WORK INSTRUCTION: Repeat exactly, and only, the lines running from the one that holds "for (op, want)" to the end of the records.

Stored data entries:
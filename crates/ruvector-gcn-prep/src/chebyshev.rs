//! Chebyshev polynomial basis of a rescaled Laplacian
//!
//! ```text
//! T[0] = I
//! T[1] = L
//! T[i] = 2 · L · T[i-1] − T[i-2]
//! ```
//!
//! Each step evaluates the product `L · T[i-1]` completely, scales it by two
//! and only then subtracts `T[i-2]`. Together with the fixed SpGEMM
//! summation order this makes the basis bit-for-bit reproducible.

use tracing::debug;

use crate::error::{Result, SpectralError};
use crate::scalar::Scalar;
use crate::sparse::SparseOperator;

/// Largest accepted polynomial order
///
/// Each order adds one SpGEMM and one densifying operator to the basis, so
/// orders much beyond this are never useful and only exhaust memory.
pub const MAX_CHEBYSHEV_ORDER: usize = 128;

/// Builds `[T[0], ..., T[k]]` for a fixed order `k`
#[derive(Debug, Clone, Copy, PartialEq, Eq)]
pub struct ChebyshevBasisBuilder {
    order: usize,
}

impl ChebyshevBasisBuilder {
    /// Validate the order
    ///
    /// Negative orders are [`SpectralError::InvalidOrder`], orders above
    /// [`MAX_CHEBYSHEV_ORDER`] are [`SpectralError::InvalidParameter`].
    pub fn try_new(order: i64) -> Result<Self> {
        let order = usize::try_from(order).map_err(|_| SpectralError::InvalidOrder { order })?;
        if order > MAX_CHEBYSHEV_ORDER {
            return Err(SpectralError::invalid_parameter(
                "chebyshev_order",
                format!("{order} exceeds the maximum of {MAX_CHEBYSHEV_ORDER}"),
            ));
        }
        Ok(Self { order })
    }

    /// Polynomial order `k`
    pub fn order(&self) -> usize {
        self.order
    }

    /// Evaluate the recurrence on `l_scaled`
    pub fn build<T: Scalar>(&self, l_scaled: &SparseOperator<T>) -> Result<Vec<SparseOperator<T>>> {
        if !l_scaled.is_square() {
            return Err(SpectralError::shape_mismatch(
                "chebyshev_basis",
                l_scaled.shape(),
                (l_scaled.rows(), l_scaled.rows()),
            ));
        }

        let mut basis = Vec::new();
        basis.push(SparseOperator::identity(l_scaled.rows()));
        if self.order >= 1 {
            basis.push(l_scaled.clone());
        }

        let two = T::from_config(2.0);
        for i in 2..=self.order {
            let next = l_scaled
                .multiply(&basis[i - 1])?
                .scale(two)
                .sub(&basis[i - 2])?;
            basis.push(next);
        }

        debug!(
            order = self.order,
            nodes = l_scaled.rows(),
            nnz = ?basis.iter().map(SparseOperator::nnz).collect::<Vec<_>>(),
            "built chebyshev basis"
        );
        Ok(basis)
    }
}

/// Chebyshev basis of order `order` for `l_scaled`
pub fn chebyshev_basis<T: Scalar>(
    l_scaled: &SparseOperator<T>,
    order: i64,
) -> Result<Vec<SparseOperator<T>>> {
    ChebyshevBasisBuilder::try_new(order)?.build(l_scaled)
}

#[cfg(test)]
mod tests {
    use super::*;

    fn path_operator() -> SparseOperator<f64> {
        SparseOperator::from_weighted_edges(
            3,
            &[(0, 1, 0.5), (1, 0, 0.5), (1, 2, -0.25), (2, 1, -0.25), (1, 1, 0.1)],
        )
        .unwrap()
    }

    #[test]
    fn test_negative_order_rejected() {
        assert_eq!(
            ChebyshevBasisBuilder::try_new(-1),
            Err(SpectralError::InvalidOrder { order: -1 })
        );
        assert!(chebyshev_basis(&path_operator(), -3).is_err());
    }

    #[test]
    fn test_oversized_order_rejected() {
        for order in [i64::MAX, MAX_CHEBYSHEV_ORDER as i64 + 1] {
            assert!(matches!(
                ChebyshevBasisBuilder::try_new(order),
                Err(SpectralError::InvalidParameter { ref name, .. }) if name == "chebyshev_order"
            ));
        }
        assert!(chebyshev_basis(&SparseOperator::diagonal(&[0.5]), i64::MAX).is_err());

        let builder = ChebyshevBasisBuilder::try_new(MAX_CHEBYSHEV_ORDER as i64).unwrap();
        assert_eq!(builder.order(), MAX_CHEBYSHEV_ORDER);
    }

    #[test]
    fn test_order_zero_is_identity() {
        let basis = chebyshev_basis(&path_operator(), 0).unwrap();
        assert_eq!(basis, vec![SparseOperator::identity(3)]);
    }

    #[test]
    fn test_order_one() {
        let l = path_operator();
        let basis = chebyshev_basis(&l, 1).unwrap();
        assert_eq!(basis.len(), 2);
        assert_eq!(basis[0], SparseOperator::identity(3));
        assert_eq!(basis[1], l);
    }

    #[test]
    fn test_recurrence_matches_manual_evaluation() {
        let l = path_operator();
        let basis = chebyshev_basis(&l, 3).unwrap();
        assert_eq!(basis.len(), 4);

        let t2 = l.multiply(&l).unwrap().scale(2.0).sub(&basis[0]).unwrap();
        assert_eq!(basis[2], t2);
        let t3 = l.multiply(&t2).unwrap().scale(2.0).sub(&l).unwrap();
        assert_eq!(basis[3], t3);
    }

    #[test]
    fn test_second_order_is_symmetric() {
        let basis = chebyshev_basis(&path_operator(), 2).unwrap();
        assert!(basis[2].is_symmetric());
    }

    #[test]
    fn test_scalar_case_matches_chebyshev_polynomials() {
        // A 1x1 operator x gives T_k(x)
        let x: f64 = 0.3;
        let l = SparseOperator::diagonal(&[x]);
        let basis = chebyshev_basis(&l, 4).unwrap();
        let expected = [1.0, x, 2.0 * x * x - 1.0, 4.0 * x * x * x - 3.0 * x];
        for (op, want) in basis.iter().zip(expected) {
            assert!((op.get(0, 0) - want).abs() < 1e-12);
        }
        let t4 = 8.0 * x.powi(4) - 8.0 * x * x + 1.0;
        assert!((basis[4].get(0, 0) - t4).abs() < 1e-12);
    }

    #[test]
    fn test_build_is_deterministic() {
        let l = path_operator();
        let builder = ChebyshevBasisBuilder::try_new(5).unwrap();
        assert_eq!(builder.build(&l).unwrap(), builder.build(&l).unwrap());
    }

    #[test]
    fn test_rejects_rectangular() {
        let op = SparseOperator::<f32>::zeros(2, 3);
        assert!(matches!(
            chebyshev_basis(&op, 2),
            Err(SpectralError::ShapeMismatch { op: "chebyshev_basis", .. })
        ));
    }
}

OUTPUT:
        for (op, want) in basis.iter().zip(expected) {
            assert!((op.get(0, 0) - want).abs() < 1e-12);
        }
        let t4 = 8.0 * x.powi(4) - 8.0 * x * x + 1.0;
        assert!((basis[4].get(0, 0) - t4).abs() < 1e-12);
    }

    #[test]
    fn test_build_is_deterministic() {
        let l = path_operator();
        let builder = ChebyshevBasisBuilder::try_new(5).unwrap();
        assert_eq!(builder.build(&l).unwrap(), builder.build(&l).unwrap());
    }

    #[test]
    fn test_rejects_rectangular() {
        let op = SparseOperator::<f32>::zeros(2, 3);
        assert!(matches!(
            chebyshev_basis(&op, 2),
            Err(SpectralError::ShapeMismatch { op: "chebyshev_basis", .. })
        ));
    }
}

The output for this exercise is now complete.